WORK ITEM
The answer should consist of each line below that contains the word "SurrealCredentials".

(Dataset entries)
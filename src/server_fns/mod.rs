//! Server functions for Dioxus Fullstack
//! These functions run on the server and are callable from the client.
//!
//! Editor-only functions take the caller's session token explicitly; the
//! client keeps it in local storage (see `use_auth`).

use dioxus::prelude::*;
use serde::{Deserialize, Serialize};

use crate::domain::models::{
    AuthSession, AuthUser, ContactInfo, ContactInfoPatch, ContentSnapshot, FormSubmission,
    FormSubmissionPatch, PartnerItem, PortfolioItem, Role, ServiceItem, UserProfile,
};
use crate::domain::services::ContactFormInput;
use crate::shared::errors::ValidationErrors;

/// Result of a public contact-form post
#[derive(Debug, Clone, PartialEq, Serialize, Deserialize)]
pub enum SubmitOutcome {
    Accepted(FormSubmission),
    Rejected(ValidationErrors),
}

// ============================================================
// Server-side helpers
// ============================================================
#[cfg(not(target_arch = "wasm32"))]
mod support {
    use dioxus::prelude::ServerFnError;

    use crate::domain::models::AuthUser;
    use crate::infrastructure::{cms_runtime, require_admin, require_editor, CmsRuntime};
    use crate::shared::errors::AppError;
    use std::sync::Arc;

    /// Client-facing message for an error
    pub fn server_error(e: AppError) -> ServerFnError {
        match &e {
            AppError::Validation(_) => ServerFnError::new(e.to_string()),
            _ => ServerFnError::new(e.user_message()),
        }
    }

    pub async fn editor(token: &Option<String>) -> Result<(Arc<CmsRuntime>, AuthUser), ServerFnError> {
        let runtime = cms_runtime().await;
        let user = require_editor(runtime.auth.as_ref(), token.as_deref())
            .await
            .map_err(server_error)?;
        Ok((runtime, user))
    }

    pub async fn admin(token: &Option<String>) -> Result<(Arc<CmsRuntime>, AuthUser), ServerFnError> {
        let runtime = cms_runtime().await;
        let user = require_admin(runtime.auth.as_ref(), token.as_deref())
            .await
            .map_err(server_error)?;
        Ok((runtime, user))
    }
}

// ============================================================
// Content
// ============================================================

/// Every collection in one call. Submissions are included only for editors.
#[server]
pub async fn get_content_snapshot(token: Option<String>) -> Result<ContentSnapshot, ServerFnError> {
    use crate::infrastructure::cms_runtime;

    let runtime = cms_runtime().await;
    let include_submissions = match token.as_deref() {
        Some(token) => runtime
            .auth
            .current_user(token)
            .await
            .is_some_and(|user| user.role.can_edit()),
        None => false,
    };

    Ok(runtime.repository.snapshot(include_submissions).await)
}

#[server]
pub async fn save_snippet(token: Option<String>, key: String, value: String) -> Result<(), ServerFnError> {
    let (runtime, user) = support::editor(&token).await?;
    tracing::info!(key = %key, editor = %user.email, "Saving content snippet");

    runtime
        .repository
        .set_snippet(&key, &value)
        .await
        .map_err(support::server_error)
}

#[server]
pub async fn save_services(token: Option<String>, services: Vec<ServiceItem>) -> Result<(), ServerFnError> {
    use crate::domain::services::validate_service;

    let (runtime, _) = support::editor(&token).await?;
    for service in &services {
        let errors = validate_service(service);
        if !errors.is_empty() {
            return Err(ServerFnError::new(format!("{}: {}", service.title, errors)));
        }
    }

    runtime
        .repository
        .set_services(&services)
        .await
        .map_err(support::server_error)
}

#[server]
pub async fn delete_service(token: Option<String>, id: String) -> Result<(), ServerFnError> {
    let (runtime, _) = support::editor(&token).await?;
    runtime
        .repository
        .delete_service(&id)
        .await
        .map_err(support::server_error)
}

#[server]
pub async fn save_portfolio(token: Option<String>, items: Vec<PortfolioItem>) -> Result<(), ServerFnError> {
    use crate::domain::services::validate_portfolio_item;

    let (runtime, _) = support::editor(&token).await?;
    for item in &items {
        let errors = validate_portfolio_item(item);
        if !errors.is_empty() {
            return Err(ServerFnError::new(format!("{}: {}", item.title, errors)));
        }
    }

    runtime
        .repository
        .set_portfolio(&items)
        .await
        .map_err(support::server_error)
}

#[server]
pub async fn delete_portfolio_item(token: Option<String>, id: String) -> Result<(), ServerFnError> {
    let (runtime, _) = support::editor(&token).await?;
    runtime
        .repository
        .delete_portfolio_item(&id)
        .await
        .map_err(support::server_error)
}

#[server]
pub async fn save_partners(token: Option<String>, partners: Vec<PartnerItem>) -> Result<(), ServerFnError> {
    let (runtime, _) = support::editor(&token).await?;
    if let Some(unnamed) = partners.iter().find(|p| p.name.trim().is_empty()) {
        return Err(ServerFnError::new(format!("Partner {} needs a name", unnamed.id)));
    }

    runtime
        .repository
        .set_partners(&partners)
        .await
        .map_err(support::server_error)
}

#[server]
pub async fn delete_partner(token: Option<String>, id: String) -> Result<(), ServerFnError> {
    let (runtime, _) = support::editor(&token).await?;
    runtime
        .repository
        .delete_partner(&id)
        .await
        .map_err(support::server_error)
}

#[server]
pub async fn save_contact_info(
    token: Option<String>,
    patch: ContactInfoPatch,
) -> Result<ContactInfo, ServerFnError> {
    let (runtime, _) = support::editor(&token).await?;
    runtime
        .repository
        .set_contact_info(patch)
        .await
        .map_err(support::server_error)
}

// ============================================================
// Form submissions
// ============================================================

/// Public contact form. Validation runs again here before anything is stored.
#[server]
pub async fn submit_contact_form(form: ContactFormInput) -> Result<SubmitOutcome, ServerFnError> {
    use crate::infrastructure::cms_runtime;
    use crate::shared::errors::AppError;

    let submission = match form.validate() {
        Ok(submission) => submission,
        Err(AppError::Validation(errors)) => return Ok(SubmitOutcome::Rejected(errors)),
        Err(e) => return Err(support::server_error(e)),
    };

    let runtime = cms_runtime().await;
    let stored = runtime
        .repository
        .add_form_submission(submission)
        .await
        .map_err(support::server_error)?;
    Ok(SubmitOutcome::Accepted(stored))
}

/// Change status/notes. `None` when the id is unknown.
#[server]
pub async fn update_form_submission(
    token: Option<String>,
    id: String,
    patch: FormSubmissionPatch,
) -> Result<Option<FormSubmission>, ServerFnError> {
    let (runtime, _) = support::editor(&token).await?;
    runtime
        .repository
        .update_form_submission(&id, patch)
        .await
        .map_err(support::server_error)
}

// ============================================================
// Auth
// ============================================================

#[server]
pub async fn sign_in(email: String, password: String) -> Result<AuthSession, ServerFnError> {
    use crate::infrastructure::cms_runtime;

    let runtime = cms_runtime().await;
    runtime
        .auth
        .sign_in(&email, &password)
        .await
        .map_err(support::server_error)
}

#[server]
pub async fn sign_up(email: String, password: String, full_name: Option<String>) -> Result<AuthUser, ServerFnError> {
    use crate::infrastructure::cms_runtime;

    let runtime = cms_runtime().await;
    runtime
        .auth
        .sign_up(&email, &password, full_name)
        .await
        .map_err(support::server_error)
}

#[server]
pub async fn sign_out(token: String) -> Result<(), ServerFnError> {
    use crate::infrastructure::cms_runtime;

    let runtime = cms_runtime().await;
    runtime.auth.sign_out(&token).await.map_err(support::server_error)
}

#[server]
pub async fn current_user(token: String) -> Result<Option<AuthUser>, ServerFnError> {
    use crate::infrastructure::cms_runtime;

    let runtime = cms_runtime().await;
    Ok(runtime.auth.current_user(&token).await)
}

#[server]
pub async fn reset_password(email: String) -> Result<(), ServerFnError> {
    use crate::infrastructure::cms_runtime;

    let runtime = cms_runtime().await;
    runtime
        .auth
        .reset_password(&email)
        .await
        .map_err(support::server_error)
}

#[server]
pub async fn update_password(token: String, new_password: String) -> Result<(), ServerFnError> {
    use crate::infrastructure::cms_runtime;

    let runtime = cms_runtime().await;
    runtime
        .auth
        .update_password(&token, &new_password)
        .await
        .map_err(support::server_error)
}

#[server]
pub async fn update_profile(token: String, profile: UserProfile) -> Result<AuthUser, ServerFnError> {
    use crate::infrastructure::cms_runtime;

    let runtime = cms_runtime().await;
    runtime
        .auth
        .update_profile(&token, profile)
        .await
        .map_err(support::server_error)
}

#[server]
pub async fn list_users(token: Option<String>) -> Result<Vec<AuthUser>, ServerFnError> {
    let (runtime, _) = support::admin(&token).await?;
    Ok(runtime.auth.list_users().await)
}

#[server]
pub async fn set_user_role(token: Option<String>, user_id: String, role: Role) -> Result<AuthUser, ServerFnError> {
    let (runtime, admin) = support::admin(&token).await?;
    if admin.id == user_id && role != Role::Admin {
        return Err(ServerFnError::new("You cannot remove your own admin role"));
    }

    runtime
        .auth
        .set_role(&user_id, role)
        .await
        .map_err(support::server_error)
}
...
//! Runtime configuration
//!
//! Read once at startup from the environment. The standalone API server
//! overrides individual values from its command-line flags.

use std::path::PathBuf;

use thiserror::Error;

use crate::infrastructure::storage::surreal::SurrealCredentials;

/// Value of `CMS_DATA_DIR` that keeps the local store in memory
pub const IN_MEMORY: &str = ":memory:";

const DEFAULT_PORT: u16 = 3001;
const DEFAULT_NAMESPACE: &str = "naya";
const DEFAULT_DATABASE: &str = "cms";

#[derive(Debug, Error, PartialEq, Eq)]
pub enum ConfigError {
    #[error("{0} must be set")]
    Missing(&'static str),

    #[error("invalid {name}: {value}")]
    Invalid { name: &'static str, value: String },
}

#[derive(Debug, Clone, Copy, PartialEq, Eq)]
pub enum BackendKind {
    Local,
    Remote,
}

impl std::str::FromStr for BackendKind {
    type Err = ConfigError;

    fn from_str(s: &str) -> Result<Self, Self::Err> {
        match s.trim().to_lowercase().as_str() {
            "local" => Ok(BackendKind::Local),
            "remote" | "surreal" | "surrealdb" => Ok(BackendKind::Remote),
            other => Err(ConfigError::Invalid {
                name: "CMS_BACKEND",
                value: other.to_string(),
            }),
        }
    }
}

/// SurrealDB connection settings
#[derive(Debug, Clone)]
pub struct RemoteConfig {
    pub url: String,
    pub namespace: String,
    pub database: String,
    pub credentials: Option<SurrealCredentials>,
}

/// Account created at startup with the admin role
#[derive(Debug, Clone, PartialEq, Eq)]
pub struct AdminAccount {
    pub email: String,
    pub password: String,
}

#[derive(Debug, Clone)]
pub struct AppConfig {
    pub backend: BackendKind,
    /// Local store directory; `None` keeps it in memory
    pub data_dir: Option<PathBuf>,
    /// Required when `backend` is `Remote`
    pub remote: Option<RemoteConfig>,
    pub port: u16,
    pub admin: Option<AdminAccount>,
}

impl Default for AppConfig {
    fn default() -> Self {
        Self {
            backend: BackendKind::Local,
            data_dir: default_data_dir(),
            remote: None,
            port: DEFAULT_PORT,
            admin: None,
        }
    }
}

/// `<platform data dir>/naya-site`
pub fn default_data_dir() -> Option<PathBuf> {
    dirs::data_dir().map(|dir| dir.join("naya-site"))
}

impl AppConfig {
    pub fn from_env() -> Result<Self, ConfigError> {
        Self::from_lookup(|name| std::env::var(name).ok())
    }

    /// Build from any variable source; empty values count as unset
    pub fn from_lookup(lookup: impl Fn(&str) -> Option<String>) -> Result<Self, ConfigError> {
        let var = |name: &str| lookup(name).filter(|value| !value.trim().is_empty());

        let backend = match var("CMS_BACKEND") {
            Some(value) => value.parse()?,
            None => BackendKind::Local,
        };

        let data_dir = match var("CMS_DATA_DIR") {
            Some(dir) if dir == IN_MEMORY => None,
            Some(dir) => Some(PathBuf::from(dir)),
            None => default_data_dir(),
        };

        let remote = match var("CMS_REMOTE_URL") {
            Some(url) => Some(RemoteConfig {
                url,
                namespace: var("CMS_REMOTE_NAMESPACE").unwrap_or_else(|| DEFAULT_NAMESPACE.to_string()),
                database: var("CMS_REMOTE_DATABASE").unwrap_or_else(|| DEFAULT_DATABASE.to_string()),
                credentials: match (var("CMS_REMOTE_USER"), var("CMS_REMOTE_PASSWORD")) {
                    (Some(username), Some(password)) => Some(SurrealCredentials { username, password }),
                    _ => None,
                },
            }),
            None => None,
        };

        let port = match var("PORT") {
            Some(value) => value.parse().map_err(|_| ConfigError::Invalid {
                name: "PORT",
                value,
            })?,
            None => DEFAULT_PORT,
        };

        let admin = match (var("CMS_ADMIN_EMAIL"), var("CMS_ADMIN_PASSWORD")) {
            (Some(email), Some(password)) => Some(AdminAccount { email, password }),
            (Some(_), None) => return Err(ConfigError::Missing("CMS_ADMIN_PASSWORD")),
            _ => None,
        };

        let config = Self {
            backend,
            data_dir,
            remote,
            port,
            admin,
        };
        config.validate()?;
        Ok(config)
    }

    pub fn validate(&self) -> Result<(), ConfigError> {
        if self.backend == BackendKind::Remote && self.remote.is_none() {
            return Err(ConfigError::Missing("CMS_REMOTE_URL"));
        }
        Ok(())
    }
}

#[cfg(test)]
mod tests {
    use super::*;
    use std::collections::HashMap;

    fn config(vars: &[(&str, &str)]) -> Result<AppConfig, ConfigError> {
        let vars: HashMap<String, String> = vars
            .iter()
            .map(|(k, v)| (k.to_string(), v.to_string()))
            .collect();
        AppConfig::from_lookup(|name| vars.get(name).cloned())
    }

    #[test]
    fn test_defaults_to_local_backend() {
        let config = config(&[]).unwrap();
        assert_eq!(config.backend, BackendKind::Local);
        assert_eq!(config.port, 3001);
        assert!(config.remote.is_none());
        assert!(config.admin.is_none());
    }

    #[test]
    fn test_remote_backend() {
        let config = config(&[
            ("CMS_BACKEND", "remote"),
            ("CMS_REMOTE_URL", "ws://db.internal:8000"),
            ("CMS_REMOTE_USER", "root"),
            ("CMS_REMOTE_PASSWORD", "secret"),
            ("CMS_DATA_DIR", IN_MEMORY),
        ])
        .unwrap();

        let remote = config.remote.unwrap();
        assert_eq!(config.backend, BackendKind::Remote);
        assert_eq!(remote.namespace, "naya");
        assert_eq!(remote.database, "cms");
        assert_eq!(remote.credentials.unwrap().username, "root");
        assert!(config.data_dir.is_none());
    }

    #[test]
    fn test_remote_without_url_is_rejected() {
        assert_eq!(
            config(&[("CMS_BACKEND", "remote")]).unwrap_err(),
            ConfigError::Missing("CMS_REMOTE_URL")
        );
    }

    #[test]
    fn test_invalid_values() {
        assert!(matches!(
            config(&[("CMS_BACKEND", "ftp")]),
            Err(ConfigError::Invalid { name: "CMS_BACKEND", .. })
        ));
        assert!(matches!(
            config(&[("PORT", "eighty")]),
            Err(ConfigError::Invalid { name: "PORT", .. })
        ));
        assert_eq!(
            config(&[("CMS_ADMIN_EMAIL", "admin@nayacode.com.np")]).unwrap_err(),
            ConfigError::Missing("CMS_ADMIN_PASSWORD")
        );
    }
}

ANSWER AREA
use crate::infrastructure::storage::surreal::SurrealCredentials;
    pub credentials: Option<SurrealCredentials>,
                    (Some(username), Some(password)) => Some(SurrealCredentials { username, password }),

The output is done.